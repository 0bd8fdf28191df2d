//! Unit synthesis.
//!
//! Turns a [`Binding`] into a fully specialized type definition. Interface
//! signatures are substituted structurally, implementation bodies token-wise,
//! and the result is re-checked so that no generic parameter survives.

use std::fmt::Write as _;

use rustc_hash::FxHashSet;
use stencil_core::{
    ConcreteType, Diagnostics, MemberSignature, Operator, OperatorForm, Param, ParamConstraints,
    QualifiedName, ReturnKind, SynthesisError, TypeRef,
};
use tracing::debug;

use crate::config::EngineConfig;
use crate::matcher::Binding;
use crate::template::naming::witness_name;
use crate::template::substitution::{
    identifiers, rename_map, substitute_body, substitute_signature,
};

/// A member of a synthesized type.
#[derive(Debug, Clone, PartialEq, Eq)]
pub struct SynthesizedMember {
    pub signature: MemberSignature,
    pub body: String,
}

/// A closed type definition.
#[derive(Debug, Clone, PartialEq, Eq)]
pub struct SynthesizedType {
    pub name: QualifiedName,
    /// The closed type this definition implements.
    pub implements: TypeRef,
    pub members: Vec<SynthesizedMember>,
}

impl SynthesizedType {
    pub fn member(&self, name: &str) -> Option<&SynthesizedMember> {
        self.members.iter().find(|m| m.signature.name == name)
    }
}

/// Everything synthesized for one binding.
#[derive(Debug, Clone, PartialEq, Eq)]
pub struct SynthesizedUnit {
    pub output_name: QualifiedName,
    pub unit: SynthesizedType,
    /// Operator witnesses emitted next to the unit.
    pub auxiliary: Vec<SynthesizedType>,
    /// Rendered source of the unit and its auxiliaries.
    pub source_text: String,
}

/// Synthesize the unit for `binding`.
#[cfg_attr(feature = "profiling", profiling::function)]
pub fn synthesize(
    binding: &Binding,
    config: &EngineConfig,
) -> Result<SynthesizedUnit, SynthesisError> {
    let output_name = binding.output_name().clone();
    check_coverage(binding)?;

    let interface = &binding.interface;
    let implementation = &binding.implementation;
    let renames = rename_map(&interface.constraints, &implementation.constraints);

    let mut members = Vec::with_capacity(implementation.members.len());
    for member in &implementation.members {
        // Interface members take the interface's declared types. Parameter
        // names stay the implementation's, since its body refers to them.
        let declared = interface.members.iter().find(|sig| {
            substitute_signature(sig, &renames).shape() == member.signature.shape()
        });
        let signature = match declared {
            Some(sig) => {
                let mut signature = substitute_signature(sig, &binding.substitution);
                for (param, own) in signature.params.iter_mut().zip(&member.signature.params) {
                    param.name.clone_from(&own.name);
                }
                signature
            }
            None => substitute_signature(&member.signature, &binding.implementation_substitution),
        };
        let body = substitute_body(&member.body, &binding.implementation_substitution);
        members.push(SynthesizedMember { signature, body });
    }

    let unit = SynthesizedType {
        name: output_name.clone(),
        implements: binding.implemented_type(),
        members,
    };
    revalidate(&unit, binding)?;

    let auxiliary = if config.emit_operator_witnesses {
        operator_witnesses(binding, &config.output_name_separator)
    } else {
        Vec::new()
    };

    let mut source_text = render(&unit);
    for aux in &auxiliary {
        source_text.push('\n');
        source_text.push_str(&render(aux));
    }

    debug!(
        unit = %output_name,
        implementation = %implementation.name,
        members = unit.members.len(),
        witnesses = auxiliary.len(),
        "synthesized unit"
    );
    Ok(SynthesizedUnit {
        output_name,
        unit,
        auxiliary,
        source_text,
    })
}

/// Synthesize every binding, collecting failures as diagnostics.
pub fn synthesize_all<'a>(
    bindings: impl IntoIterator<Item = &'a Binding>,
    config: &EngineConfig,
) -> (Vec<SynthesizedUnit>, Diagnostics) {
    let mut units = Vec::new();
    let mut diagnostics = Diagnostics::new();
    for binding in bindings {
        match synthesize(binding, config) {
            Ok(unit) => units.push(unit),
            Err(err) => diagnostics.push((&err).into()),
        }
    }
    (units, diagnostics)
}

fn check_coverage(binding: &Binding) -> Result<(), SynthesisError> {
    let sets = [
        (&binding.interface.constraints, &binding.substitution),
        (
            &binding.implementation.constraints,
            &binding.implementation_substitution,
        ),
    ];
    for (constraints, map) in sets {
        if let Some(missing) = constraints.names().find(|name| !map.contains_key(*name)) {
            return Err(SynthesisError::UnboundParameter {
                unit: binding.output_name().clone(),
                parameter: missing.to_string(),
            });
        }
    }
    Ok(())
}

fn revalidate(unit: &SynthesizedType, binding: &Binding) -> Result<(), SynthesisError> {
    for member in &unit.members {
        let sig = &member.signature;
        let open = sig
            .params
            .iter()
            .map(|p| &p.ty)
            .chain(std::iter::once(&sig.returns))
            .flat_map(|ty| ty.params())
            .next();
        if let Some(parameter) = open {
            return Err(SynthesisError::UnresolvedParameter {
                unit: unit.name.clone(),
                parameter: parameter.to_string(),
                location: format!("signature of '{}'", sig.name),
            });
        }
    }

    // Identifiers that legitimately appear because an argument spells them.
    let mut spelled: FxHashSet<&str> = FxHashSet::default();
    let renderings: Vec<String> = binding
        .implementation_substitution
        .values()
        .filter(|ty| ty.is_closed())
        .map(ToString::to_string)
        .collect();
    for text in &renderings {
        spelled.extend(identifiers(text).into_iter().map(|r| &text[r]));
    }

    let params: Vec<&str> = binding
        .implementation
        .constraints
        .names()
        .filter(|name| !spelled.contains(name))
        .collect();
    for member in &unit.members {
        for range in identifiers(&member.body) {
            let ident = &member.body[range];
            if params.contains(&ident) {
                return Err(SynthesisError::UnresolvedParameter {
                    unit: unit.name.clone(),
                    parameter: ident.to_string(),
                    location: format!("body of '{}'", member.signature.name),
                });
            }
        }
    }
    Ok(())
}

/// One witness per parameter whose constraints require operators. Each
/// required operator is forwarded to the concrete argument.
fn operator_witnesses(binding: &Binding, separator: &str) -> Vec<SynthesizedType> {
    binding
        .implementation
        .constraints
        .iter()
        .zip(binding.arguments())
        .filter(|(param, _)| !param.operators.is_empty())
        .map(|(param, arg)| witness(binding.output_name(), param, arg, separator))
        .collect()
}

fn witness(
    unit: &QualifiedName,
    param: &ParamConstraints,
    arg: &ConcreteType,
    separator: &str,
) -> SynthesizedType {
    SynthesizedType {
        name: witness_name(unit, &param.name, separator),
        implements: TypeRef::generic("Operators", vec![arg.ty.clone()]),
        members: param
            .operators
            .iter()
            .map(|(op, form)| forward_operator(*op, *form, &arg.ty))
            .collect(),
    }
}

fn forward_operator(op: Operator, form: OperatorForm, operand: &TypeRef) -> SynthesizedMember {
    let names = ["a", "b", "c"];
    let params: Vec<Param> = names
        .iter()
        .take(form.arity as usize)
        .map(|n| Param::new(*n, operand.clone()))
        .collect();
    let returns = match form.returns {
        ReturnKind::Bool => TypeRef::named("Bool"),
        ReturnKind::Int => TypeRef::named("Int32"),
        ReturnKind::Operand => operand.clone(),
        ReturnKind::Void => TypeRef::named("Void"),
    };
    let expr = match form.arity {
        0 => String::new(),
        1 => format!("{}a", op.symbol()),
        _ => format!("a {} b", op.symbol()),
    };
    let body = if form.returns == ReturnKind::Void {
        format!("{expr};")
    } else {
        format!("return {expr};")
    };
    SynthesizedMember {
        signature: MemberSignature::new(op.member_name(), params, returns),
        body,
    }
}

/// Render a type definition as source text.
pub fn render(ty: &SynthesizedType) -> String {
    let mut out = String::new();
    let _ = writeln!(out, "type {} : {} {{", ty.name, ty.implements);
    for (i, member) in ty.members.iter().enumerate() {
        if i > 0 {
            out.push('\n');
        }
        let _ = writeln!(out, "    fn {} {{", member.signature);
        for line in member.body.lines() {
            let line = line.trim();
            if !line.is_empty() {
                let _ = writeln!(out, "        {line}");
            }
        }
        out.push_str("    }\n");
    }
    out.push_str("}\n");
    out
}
○ ○ ○ ○ ○
**Problem to work on**
What is needed is an exact copy of the lines from the start of the listing through the line where "generic parameter survives." sits, please, both end lines included and nothing more.

**Final answer**
repository 0bd8fdf28191df2d
//! Unit synthesis.
//!
//! Turns a [`Binding`] into a fully specialized type definition. Interface
//! signatures are substituted structurally, implementation bodies token-wise,
//! and the result is re-checked so that no generic parameter survives.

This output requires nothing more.